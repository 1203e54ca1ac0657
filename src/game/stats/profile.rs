use std::error::Error;
use std::fmt;

use serde::{Deserialize, Serialize};

use super::types::{Archetype, SpeedCaps};

/// Immutable per-top configuration. Shared read-only by the body that
/// carries it; runtime state (rpm, charges, caps) lives on components.
///
/// Presets deserialize from RON; `validate` runs after deserialization
/// and before any body is spawned from the profile.
#[derive(Debug, Clone, Serialize, Deserialize)]
pub struct StatProfile {
    pub name: String,
    pub archetype: Archetype,
    pub mass: f32,
    pub radius: f32,
    pub max_rpm: f32,
    /// Baseline energy lost per second. 0 for non-attrition modes.
    pub rpm_decay_rate: f32,
    pub attack_power: f32,
    pub defense: f32,
    pub max_attack_charges: u32,
    /// Seconds to recover one attack charge.
    pub charge_recovery_time: f32,
    pub movement_speed: f32,
    pub dash_power: f32,
    /// Rpm deducted per dash.
    pub dash_cost: f32,
}

impl Default for StatProfile {
    fn default() -> Self {
        Self {
            name: "standard".into(),
            archetype: Archetype::Balanced,
            mass: 1.0,
            radius: 0.5,
            max_rpm: 1000.0,
            rpm_decay_rate: 10.0,
            attack_power: 8.0,
            defense: 30.0,
            max_attack_charges: 3,
            charge_recovery_time: 2.0,
            movement_speed: 10.0,
            dash_power: 10.0,
            dash_cost: 50.0,
        }
    }
}

/// Rejected profile construction. Out-of-range values are a caller bug,
/// so spawning refuses rather than clamping.
#[derive(Debug, Clone, PartialEq)]
pub enum ProfileError {
    NonPositive { field: &'static str, value: f32 },
    Negative { field: &'static str, value: f32 },
    NoAttackCharges,
}

impl fmt::Display for ProfileError {
    fn fmt(&self, f: &mut fmt::Formatter<'_>) -> fmt::Result {
        match self {
            ProfileError::NonPositive { field, value } => {
                write!(f, "profile field `{field}` must be > 0, got {value}")
            }
            ProfileError::Negative { field, value } => {
                write!(f, "profile field `{field}` must be >= 0, got {value}")
            }
            ProfileError::NoAttackCharges => {
                write!(f, "profile must allow at least one attack charge")
            }
        }
    }
}

impl Error for ProfileError {}

impl StatProfile {
    pub fn validate(&self) -> Result<(), ProfileError> {
        let positive = [
            ("mass", self.mass),
            ("radius", self.radius),
            ("max_rpm", self.max_rpm),
            ("charge_recovery_time", self.charge_recovery_time),
        ];
        for (field, value) in positive {
            if !(value > 0.0) || !value.is_finite() {
                return Err(ProfileError::NonPositive { field, value });
            }
        }

        let non_negative = [
            ("rpm_decay_rate", self.rpm_decay_rate),
            ("attack_power", self.attack_power),
            ("defense", self.defense),
            ("movement_speed", self.movement_speed),
            ("dash_power", self.dash_power),
            ("dash_cost", self.dash_cost),
        ];
        for (field, value) in non_negative {
            if !(value >= 0.0) || !value.is_finite() {
                return Err(ProfileError::Negative { field, value });
            }
        }

        if self.max_attack_charges < 1 {
            return Err(ProfileError::NoAttackCharges);
        }

        Ok(())
    }

    /// Speed-cap table for this profile's archetype. Fixed at profile
    /// level; instance-level caps are copies.
    pub fn speed_caps(&self) -> SpeedCaps {
        self.archetype.speed_caps()
    }
}

#[cfg(test)]
mod tests {
    use super::*;

    #[test]
    fn default_profile_is_valid() {
        assert_eq!(StatProfile::default().validate(), Ok(()));
    }

    #[test]
    fn rejects_non_positive_mass() {
        let profile = StatProfile {
            mass: 0.0,
            ..Default::default()
        };
        assert_eq!(
            profile.validate(),
            Err(ProfileError::NonPositive {
                field: "mass",
                value: 0.0
            })
        );
    }

    #[test]
    fn rejects_nan_fields() {
        let profile = StatProfile {
            max_rpm: f32::NAN,
            ..Default::default()
        };
        assert!(matches!(
            profile.validate(),
            Err(ProfileError::NonPositive { field: "max_rpm", .. })
        ));
    }

    #[test]
    fn rejects_negative_decay() {
        let profile = StatProfile {
            rpm_decay_rate: -1.0,
            ..Default::default()
        };
        assert_eq!(
            profile.validate(),
            Err(ProfileError::Negative {
                field: "rpm_decay_rate",
                value: -1.0
            })
        );
    }

    #[test]
    fn rejects_zero_charges() {
        let profile = StatProfile {
            max_attack_charges: 0,
            ..Default::default()
        };
        assert_eq!(profile.validate(), Err(ProfileError::NoAttackCharges));
    }

    #[test]
    fn zero_decay_is_allowed() {
        let profile = StatProfile {
            rpm_decay_rate: 0.0,
            ..Default::default()
        };
        assert_eq!(profile.validate(), Ok(()));
    }

    #[test]
    fn caps_follow_archetype() {
        let profile = StatProfile {
            archetype: Archetype::Agility,
            ..Default::default()
        };
        assert_eq!(profile.speed_caps(), Archetype::Agility.speed_caps());
    }
}
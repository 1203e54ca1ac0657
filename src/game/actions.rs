use bevy::prelude::*;

use super::components::*;
use super::events::{AttackMessage, DashMessage, DefeatMessage, SpecialMessage};
use super::stats::types::Seconds;
use crate::config::tuning::Tuning;

/// Force factor for movement near the speed cap: full force within the
/// cap, fading linearly to zero as the projected speed approaches twice
/// the cap. Smooth approach instead of an abrupt clip.
pub(crate) fn movement_force_scale(projected_speed: f32, cap: f32) -> f32 {
    if cap <= f32::EPSILON {
        return 0.0;
    }
    if projected_speed <= cap {
        1.0
    } else {
        (2.0 - projected_speed / cap).clamp(0.0, 1.0)
    }
}

/// ActionSet: steer bodies from movement intent.
pub fn apply_movement(
    tuning: Res<Tuning>,
    mut query: Query<(&Intent, &TopState, &mut Velocity, &SpeedCap, &TopProfile), With<Top>>,
) {
    let dt = tuning.dt;
    for (intent, state, mut velocity, cap, profile) in &mut query {
        if !state.accepts_movement() {
            continue;
        }
        let dir = intent.move_dir.normalize_or_zero();
        if dir == Vec2::ZERO {
            continue;
        }

        let force = Vec3::new(dir.x, 0.0, dir.y) * profile.0.movement_speed;
        let target = velocity.0 + force * dt;
        let projected = Vec3::new(target.x, 0.0, target.z).length();
        let scale = movement_force_scale(projected, cap.current);
        velocity.0 += force * scale * dt;
    }
}

/// ActionSet: execute charged attacks.
pub fn apply_attacks(
    tuning: Res<Tuning>,
    mut query: Query<
        (
            Entity,
            &Intent,
            &Transform,
            &TopProfile,
            &mut TopState,
            &mut AttackCharges,
            &mut SpecialMeter,
            &mut Velocity,
            &mut SpeedCap,
            &mut BodyMass,
            &mut MassBump,
            &mut AttackRecovery,
        ),
        With<Top>,
    >,
    mut attacks: MessageWriter<AttackMessage>,
) {
    for (
        entity,
        intent,
        transform,
        profile,
        mut state,
        mut charges,
        mut meter,
        mut velocity,
        mut cap,
        mut mass,
        mut bump,
        mut recovery,
    ) in &mut query
    {
        let Some(charge) = intent.attack else {
            continue;
        };
        if *state != TopState::Active {
            continue;
        }
        let whole_charges = charges.current.floor();
        if whole_charges < 1.0 {
            continue;
        }

        let charge = charge.clamp(0.0, 1.0);
        let consumed = (charge * charges.current).round().clamp(1.0, whole_charges);
        let power = profile.0.attack_power * (1.0 + charge);

        // Heavier for the duration of the swing. Absolute set against
        // the base mass token, restored exactly when the bump expires.
        mass.current = mass.base + profile.0.attack_power * 0.2 * (1.0 + charge);
        bump.trigger(tuning.mass_bump_window);

        let dir = forward_on_plane(transform);
        velocity.0 += dir * (power / mass.current);

        let caps = profile.0.speed_caps();
        cap.trigger_boost(caps.attack * (1.0 + charge * 0.5), tuning.attack_boost_secs);

        charges.current -= consumed;
        meter.0 = (meter.0 + consumed * tuning.special_per_charge).min(1.0);

        *state = TopState::Attacking;
        recovery.0 = Seconds::new(tuning.attack_recovery_secs);

        attacks.write(AttackMessage {
            body: entity,
            charge,
        });
    }
}

/// ActionSet: execute dashes. The rpm cost is deducted up front; a dash
/// that spends the last of it defeats the body.
pub fn apply_dashes(
    tuning: Res<Tuning>,
    mut query: Query<
        (
            Entity,
            &Intent,
            &Transform,
            &TopProfile,
            &mut TopState,
            &mut SpinRpm,
            &mut Velocity,
            &mut AngularVelocity,
            &mut SpeedCap,
            &BodyMass,
        ),
        With<Top>,
    >,
    mut dashes: MessageWriter<DashMessage>,
    mut defeats: MessageWriter<DefeatMessage>,
) {
    for (
        entity,
        intent,
        transform,
        profile,
        mut state,
        mut rpm,
        mut velocity,
        mut angular,
        mut cap,
        mass,
    ) in &mut query
    {
        let Some(dash_dir) = intent.dash else {
            continue;
        };
        if *state != TopState::Active || rpm.0.0 < profile.0.dash_cost {
            continue;
        }

        rpm.0 = rpm.0.sub_clamped(profile.0.dash_cost);

        let dir = if dash_dir == Vec2::ZERO {
            forward_on_plane(transform)
        } else {
            let d = dash_dir.normalize();
            Vec3::new(d.x, 0.0, d.y)
        };
        velocity.0 += dir * (profile.0.dash_power / mass.current);

        let caps = profile.0.speed_caps();
        cap.trigger_boost(caps.dash, tuning.dash_boost_secs);

        dashes.write(DashMessage { body: entity });

        if !rpm.0.is_spinning()
            && apply_defeat(&mut state, &mut rpm, &mut velocity, &mut angular, &mut cap)
        {
            info!("top {entity} spent its last rpm on a dash");
            defeats.write(DefeatMessage { body: entity });
        }
    }
}

/// ActionSet: spend a full special meter on a burst impulse plus a
/// short invulnerability window.
pub fn apply_specials(
    tuning: Res<Tuning>,
    mut query: Query<
        (
            Entity,
            &Intent,
            &Transform,
            &TopState,
            &mut SpecialMeter,
            &mut Velocity,
            &mut Invulnerability,
            &BodyMass,
        ),
        With<Top>,
    >,
    mut specials: MessageWriter<SpecialMessage>,
) {
    for (entity, intent, transform, state, mut meter, mut velocity, mut invuln, mass) in &mut query
    {
        if !intent.special || *state != TopState::Active || meter.0 < 1.0 {
            continue;
        }

        meter.0 = 0.0;
        let dir = forward_on_plane(transform);
        velocity.0 += dir * (tuning.special_burst_power / mass.current);
        invuln.remaining = Seconds::new(tuning.special_invuln_secs);

        specials.write(SpecialMessage { body: entity });
    }
}

/// ActionSet: drop consumed intents so stale input never repeats.
pub fn clear_intents(mut query: Query<&mut Intent, With<Top>>) {
    for mut intent in &mut query {
        *intent = Intent::default();
    }
}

┄┄┄┄┄┄

Instructions for the task:
Of the lines above, copy each that contains "Clone".

Exercise output:
#[derive(Debug, Clone, Serialize, Deserialize)]
#[derive(Debug, Clone, PartialEq)]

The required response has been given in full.